Data entries
----------------------------------------
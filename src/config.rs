//! Configuration file parser for ~/.config/feedcraft/config.toml.
//!
//! The config file is optional: a missing file yields `Config::default()`.
//! It only carries defaults for the parse and generate options; library
//! callers can build [`ParseOptions`] and [`GenerateOptions`] directly.
use serde::Deserialize;
use std::path::Path;
use thiserror::Error;

// ============================================================================
// Error Types
// ============================================================================

#[derive(Debug, Error)]
pub enum ConfigError {
    #[error("Failed to read config file: {0}")]
    Io(#[from] std::io::Error),

    #[error("Invalid TOML in config file: {0}")]
    Parse(#[from] toml::de::Error),

    /// SEC-014: Config file exceeds maximum allowed size.
    #[error("Config file too large: {0}")]
    TooLarge(String),
}

// ============================================================================
// Option Structs
// ============================================================================

/// Options applied while extracting typed documents.
#[derive(Debug, Clone, Default, PartialEq, Deserialize)]
#[serde(default)]
pub struct ParseOptions {
    /// Upper bound on items, entries, outlines, chapters and segments kept
    /// per list. `Some(0)` drops the list entirely; `None` keeps everything.
    pub max_items: Option<usize>,

    /// Additional OPML outline attributes to capture, matched
    /// case-insensitively and reported under the spelling given here.
    pub extra_outline_attributes: Vec<String>,
}

/// Options applied while generating markup or JSON.
#[derive(Debug, Clone, PartialEq, Deserialize)]
#[serde(default)]
pub struct GenerateOptions {
    /// Indent nested elements. When false the document is a single line.
    pub pretty: bool,

    /// Spaces per nesting level when `pretty` is set.
    pub indent: usize,

    /// Skip required-field validation and emit whatever is present.
    pub lenient: bool,

    /// `xml-stylesheet` processing instructions placed after the declaration.
    pub stylesheets: Vec<Stylesheet>,

    /// Extra OPML outline attributes to emit from each outline's extras.
    pub extra_outline_attributes: Vec<String>,
}

impl Default for GenerateOptions {
    fn default() -> Self {
        Self {
            pretty: true,
            indent: 2,
            lenient: false,
            stylesheets: Vec::new(),
            extra_outline_attributes: Vec::new(),
        }
    }
}

/// A stylesheet reference for generated XML documents.
#[derive(Debug, Clone, PartialEq, Deserialize)]
pub struct Stylesheet {
    /// MIME type, e.g. `text/xsl` or `text/css`.
    #[serde(rename = "type")]
    pub kind: String,
    pub href: String,
    #[serde(default)]
    pub title: Option<String>,
    #[serde(default)]
    pub media: Option<String>,
}

// ============================================================================
// Configuration
// ============================================================================

/// Top-level configuration.
///
/// All fields use `#[serde(default)]` so any subset of keys can be specified.
#[derive(Debug, Clone, Default, PartialEq, Deserialize)]
#[serde(default)]
pub struct Config {
    pub parse: ParseOptions,
    pub generate: GenerateOptions,
}

impl Config {
    /// SEC-014: Maximum config file size (1 MB).
    const MAX_FILE_SIZE: u64 = 1_048_576;

    /// Load configuration from a TOML file.
    ///
    /// - Missing file → `Ok(Config::default())`
    /// - Empty file → `Ok(Config::default())`
    /// - Invalid TOML → `Err(ConfigError::Parse)` with line number info
    /// - Unknown keys → accepted, logged as warning
    pub fn load(path: &Path) -> Result<Self, ConfigError> {
        // SEC-014: Check file size before reading
        match std::fs::metadata(path) {
            Ok(meta) if meta.len() > Self::MAX_FILE_SIZE => {
                return Err(ConfigError::TooLarge(format!(
                    "Config file is {} bytes (max {} bytes)",
                    meta.len(),
                    Self::MAX_FILE_SIZE
                )));
            }
            Err(e) if e.kind() == std::io::ErrorKind::NotFound => {
                tracing::debug!(path = %path.display(), "No config file found, using defaults");
                return Ok(Self::default());
            }
            Err(e) => return Err(ConfigError::Io(e)),
            Ok(_) => {}
        }

        let content = match std::fs::read_to_string(path) {
            Ok(c) => c,
            Err(e) if e.kind() == std::io::ErrorKind::NotFound => {
                tracing::debug!(path = %path.display(), "Config file disappeared, using defaults");
                return Ok(Self::default());
            }
            Err(e) => return Err(ConfigError::Io(e)),
        };

        if content.trim().is_empty() {
            tracing::debug!(path = %path.display(), "Config file is empty, using defaults");
            return Ok(Self::default());
        }

        if let Ok(raw) = content.parse::<toml::Table>() {
            warn_unknown_keys(&raw);
        }

        let config: Config = toml::from_str(&content)?;
        tracing::info!(
            path = %path.display(),
            pretty = config.generate.pretty,
            lenient = config.generate.lenient,
            "Loaded configuration"
        );
        Ok(config)
    }
}

fn warn_unknown_keys(raw: &toml::Table) {
    const PARSE_KEYS: [&str; 2] = ["max_items", "extra_outline_attributes"];
    const GENERATE_KEYS: [&str; 5] = [
        "pretty",
        "indent",
        "lenient",
        "stylesheets",
        "extra_outline_attributes",
    ];

    for (key, value) in raw {
        let known: &[&str] = match key.as_str() {
            "parse" => &PARSE_KEYS,
            "generate" => &GENERATE_KEYS,
            _ => {
                tracing::warn!(key = %key, "Unknown key in config file, ignoring");
                continue;
            }
        };
        if let Some(table) = value.as_table() {
            for nested in table.keys() {
                if !known.contains(&nested.as_str()) {
                    let full_key = format!("{key}.{nested}");
                    tracing::warn!(key = %full_key, "Unknown key in config file, ignoring");
                }
            }
        }
    }
}

// ============================================================================
// Tests
// ============================================================================

#[cfg(test)]
mod tests {
    use super::*;

    #[test]
    fn test_default_config() {
        let config = Config::default();
        assert_eq!(config.parse.max_items, None);
        assert!(config.parse.extra_outline_attributes.is_empty());
        assert!(config.generate.pretty);
        assert_eq!(config.generate.indent, 2);
        assert!(!config.generate.lenient);
        assert!(config.generate.stylesheets.is_empty());
    }

    #[test]
    fn test_missing_file_returns_default() {
        let path = Path::new("/tmp/feedcraft_test_nonexistent_config.toml");
        let config = Config::load(path).unwrap();
        assert_eq!(config, Config::default());
    }

    #[test]
    fn test_empty_file_returns_default() {
        let dir = std::env::temp_dir().join("feedcraft_config_test_empty");
        std::fs::create_dir_all(&dir).unwrap();
        let path = dir.join("config.toml");
        std::fs::write(&path, "   \n  \n  ").unwrap();

        let config = Config::load(&path).unwrap();
        assert_eq!(config, Config::default());

        std::fs::remove_dir_all(&dir).ok();
    }

    #[test]
    fn test_partial_config_uses_defaults_for_missing() {
        let dir = std::env::temp_dir().join("feedcraft_config_test_partial");
        std::fs::create_dir_all(&dir).unwrap();
        let path = dir.join("config.toml");
        std::fs::write(&path, "[generate]\nlenient = true\n").unwrap();

        let config = Config::load(&path).unwrap();
        assert!(config.generate.lenient);
        assert!(config.generate.pretty); // default
        assert_eq!(config.parse, ParseOptions::default());

        std::fs::remove_dir_all(&dir).ok();
    }

    #[test]
    fn test_full_config() {
        let dir = std::env::temp_dir().join("feedcraft_config_test_full");
        std::fs::create_dir_all(&dir).unwrap();
        let path = dir.join("config.toml");

        let content = r#"
[parse]
max_items = 10
extra_outline_attributes = ["customAttr"]

[generate]
pretty = false
indent = 4
lenient = true
extra_outline_attributes = ["customAttr"]

[[generate.stylesheets]]
type = "text/xsl"
href = "/feed.xsl"
"#;
        std::fs::write(&path, content).unwrap();

        let config = Config::load(&path).unwrap();
        assert_eq!(config.parse.max_items, Some(10));
        assert_eq!(config.parse.extra_outline_attributes, vec!["customAttr"]);
        assert!(!config.generate.pretty);
        assert_eq!(config.generate.indent, 4);
        assert!(config.generate.lenient);
        assert_eq!(config.generate.stylesheets.len(), 1);
        assert_eq!(config.generate.stylesheets[0].kind, "text/xsl");
        assert_eq!(config.generate.stylesheets[0].href, "/feed.xsl");
        assert_eq!(config.generate.stylesheets[0].title, None);

        std::fs::remove_dir_all(&dir).ok();
    }

    #[test]
    fn test_invalid_toml_returns_error() {
        let dir = std::env::temp_dir().join("feedcraft_config_test_invalid");
        std::fs::create_dir_all(&dir).unwrap();
        let path = dir.join("config.toml");
        std::fs::write(&path, "this is not [valid toml").unwrap();

        let err = Config::load(&path).unwrap_err();
        assert!(matches!(err, ConfigError::Parse(_)));
        assert!(err.to_string().contains("Invalid TOML"));

        std::fs::remove_dir_all(&dir).ok();
    }

    #[test]
    fn test_unknown_keys_accepted() {
        let dir = std::env::temp_dir().join("feedcraft_config_test_unknown");
        std::fs::create_dir_all(&dir).unwrap();
        let path = dir.join("config.toml");
        std::fs::write(&path, "theme = \"dark\"\n[parse]\nbogus = 1\n").unwrap();

        let config = Config::load(&path).unwrap();
        assert_eq!(config, Config::default());

        std::fs::remove_dir_all(&dir).ok();
    }

    #[test]
    fn test_wrong_type_returns_error() {
        let dir = std::env::temp_dir().join("feedcraft_config_test_wrongtype");
        std::fs::create_dir_all(&dir).unwrap();
        let path = dir.join("config.toml");
        std::fs::write(&path, "[generate]\npretty = \"yes\"\n").unwrap();

        assert!(Config::load(&path).is_err());

        std::fs::remove_dir_all(&dir).ok();
    }

    // SEC-014: File size limit
    #[test]
    fn test_too_large_file_rejected() {
        let dir = std::env::temp_dir().join("feedcraft_config_test_too_large");
        std::fs::create_dir_all(&dir).unwrap();
        let path = dir.join("config.toml");
        std::fs::write(&path, "a".repeat(1_048_577)).unwrap();

        let err = Config::load(&path).unwrap_err();
        assert!(matches!(err, ConfigError::TooLarge(_)));
        assert!(err.to_string().contains("too large"));

        std::fs::remove_dir_all(&dir).ok();
    }
}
----------------------------------------
» **Exercise aim**
Nothing should appear in the answer except the lines above from the line with "and segments kept" through the line with "to capture, matched", both included, written out exactly.

» **Solved exercise**
    /// Upper bound on items, entries, outlines, chapters and segments kept
    /// per list. `Some(0)` drops the list entirely; `None` keeps everything.
    pub max_items: Option<usize>,

    /// Additional OPML outline attributes to capture, matched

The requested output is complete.